Nearly 21 percent of Seattle Genetic's float has been sold short and the stock is now trading below its 20, 50, and 200-day moving averages. The move on Thursday is coming on very heavy volume with more than 2.2 million shares already trading hands compared to a three month daily average of under 800,000.
For the third-quarter, Seattle Genetics said that it lost $13.7 million or $0.12 per share, compared to a loss of $40.7 million or $0.35 per share, in last year's corresponding period. This was better than the analysts' consensus estimates which called for a loss of $0.15.

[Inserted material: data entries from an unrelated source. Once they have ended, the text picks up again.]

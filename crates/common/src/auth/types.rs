//! OAuth 2.0 types and structures
//!
//! Wire formats for the token and userinfo endpoints and the client-side
//! configuration of one authorization server registration.

use std::collections::BTreeMap;
use std::fmt;
use std::time::Duration;

use serde::{Deserialize, Serialize};

/// Access credentials issued by the token endpoint
///
/// `expires_in` is always the *remaining* lifetime in seconds at the moment
/// the value was produced: verbatim from the server after an exchange or
/// refresh, re-derived from the stored absolute expiry after a read.
#[derive(Clone, PartialEq, Eq, Serialize, Deserialize)]
pub struct TokenSet {
    pub access_token: String,

    /// Absent when the server does not issue one; the session then cannot
    /// renew itself
    #[serde(skip_serializing_if = "Option::is_none")]
    pub refresh_token: Option<String>,

    /// OpenID Connect ID token
    #[serde(skip_serializing_if = "Option::is_none")]
    pub id_token: Option<String>,

    /// Remaining lifetime in seconds
    pub expires_in: i64,

    pub token_type: String,
}

impl TokenSet {
    #[must_use]
    pub fn new(
        access_token: impl Into<String>,
        refresh_token: Option<String>,
        id_token: Option<String>,
        expires_in: i64,
        token_type: impl Into<String>,
    ) -> Self {
        Self {
            access_token: access_token.into(),
            refresh_token,
            id_token,
            expires_in,
            token_type: token_type.into(),
        }
    }

    /// Whether the session backed by this set can renew itself
    #[must_use]
    pub fn can_refresh(&self) -> bool {
        self.refresh_token.as_deref().is_some_and(|token| !token.is_empty())
    }

    /// Whether `expires_in` is at or inside `buffer_seconds`.
    ///
    /// Sets read back from the store carry the remaining lifetime, so this
    /// judges the token and its expiry from the same read. A spent token
    /// (`expires_in == 0`) is always inside the buffer.
    #[must_use]
    pub fn expires_within(&self, buffer_seconds: i64) -> bool {
        self.expires_in <= buffer_seconds.max(0)
    }
}

impl fmt::Debug for TokenSet {
    fn fmt(&self, f: &mut fmt::Formatter<'_>) -> fmt::Result {
        f.debug_struct("TokenSet")
            .field("access_token", &"[redacted]")
            .field("refresh_token", &self.refresh_token.as_ref().map(|_| "[redacted]"))
            .field("id_token", &self.id_token.as_ref().map(|_| "[redacted]"))
            .field("expires_in", &self.expires_in)
            .field("token_type", &self.token_type)
            .finish()
    }
}

/// Token endpoint success body (RFC 6749 §5.1)
#[derive(Debug, Deserialize)]
pub struct TokenResponse {
    pub access_token: String,
    pub refresh_token: Option<String>,
    pub id_token: Option<String>,
    pub expires_in: i64,
    #[serde(default = "default_token_type")]
    pub token_type: String,
}

fn default_token_type() -> String {
    "Bearer".to_string()
}

impl From<TokenResponse> for TokenSet {
    fn from(response: TokenResponse) -> Self {
        Self {
            access_token: response.access_token,
            refresh_token: response.refresh_token,
            id_token: response.id_token,
            expires_in: response.expires_in,
            token_type: response.token_type,
        }
    }
}

/// Profile of the signed-in user, derived from userinfo claims
#[derive(Debug, Clone, PartialEq, Eq, Serialize, Deserialize)]
pub struct UserProfile {
    pub id: String,
    pub email: String,
    pub first_name: Option<String>,
    pub last_name: Option<String>,
    pub profile_picture_url: Option<String>,
    pub organization_id: Option<String>,
}

/// Standard OpenID Connect claims returned by the userinfo endpoint
#[derive(Debug, Deserialize)]
pub struct UserInfoClaims {
    pub sub: String,
    pub email: String,
    pub given_name: Option<String>,
    pub family_name: Option<String>,
    pub picture: Option<String>,
    pub organization_id: Option<String>,
}

impl From<UserInfoClaims> for UserProfile {
    fn from(claims: UserInfoClaims) -> Self {
        Self {
            id: claims.sub,
            email: claims.email,
            first_name: claims.given_name,
            last_name: claims.family_name,
            profile_picture_url: claims.picture,
            organization_id: claims.organization_id,
        }
    }
}

/// Client registration and endpoints of one authorization server
#[derive(Debug, Clone, PartialEq, Eq)]
pub struct OAuthConfig {
    pub client_id: String,
    pub authorization_endpoint: String,
    pub token_endpoint: String,
    pub userinfo_endpoint: String,
    /// Loopback address for desktop apps, custom scheme for mobile
    pub redirect_uri: String,
    pub scopes: Vec<String>,
    /// Provider-specific authorization parameters such as `audience`
    pub extra_authorize_params: BTreeMap<String, String>,
    pub request_timeout: Duration,
}

impl OAuthConfig {
    /// Configuration with `openid profile email offline_access` scopes and a
    /// 30 second request timeout
    #[must_use]
    pub fn new(
        client_id: impl Into<String>,
        authorization_endpoint: impl Into<String>,
        token_endpoint: impl Into<String>,
        userinfo_endpoint: impl Into<String>,
        redirect_uri: impl Into<String>,
    ) -> Self {
        Self {
            client_id: client_id.into(),
            authorization_endpoint: authorization_endpoint.into(),
            token_endpoint: token_endpoint.into(),
            userinfo_endpoint: userinfo_endpoint.into(),
            redirect_uri: redirect_uri.into(),
            scopes: ["openid", "profile", "email", "offline_access"]
                .iter()
                .map(|scope| (*scope).to_string())
                .collect(),
            extra_authorize_params: BTreeMap::new(),
            request_timeout: Duration::from_secs(30),
        }
    }

    #[must_use]
    pub fn with_scopes(mut self, scopes: Vec<String>) -> Self {
        self.scopes = scopes;
        self
    }

    #[must_use]
    pub fn with_authorize_param(mut self, key: impl Into<String>, value: impl Into<String>) -> Self {
        self.extra_authorize_params.insert(key.into(), value.into());
        self
    }

    #[must_use]
    pub const fn with_request_timeout(mut self, timeout: Duration) -> Self {
        self.request_timeout = timeout;
        self
    }

    /// Scopes as a space-separated string
    #[must_use]
    pub fn scope_string(&self) -> String {
        self.scopes.join(" ")
    }
}

/// OAuth error response body (RFC 6749 §5.2)
#[derive(Debug, Clone, PartialEq, Eq, Deserialize)]
pub struct OAuthError {
    pub error: String,
    pub error_description: Option<String>,
}

impl fmt::Display for OAuthError {
    fn fmt(&self, f: &mut fmt::Formatter<'_>) -> fmt::Result {
        match &self.error_description {
            Some(desc) => write!(f, "{}: {}", self.error, desc),
            None => write!(f, "{}", self.error),
        }
    }
}

impl std::error::Error for OAuthError {}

Sales in the quarter were $33.7 million, a big jump from the $10.0 million that the company reported in last year's third-quarter. The number, however, was nowhere near Wall Street consensus revenue expectations of $52.66 million. Looking ahead, Seattle Genetics said that it expects revenue between $132 million to $137 million for fiscal 2012. This is significantly below the $209.03 million in revenue for the full-year that analysts are currently projecting.
Given the extremely disappointing revenue numbers for the third-quarter, and the terrible full-year guidance, it is surprising that the stock is only down seven percent. At the open on Thursday, however, SGEN was down significantly more, but quickly bounced back. Shares opened the day at $21.70 after closing on Wednesday at around $24.47, representing a loss of more than 11 percent for the name at the beginning of the day.
In the wake of the company's results, Mara Goldstein, a Cantor Fitzgerald analyst, downgraded the shares from "Hold" to "Sell." She also slashed her price target on SGEN from $30.00 to $20.00. Goldstein noted that Seattle Genetics has "struggled to produce sequential quarterly growth" in its business.
The company has one marketed product, known as Adcetris, which is used to treat Hodgkin's lymphoma and systemic anaplastic large cell lymphoma. Adcetris was approved by the FDA in August 2011 and Seattle Genetics continues to conduct additional clinical trials on the product in order to broaden its marketing approval. In addition to Adcetris sales, Seattle Genetics also receives collaboration and royalty revenues.
Goldstein wrote that "While we like the longer-term opportunity for (Adcetris) to become a much more significant revenue-generating product, the company's valuation relative to the near-term prospects no longer looks compelling to maintain our (hold) rating."
Indeed, SGEN is a richly valued company considering it has not earned a profit in any of the last five years. Nevertheless, the market has awarded SGEN a market capitalization of more than $2.7 billion.
In addition to the downgrade at Cantor Fitzgerald, analysts at RBC Capital Markets lowered estimates across the board for the company for multiple years. The broker cut its full-year 2012, 2013, and 2014 revenue estimates for Seattle Genetics as well as its fourth-quarter 2012, full-year 2013, and full-year 2014 earnings estimates.
Given all of the bearish catalysts for the stock along with a rapidly deteriorating technical outlook, SGEN may be a name that traders will want to play from the short side. The next near-term support level for the stock is around $3.00 below at $20.00.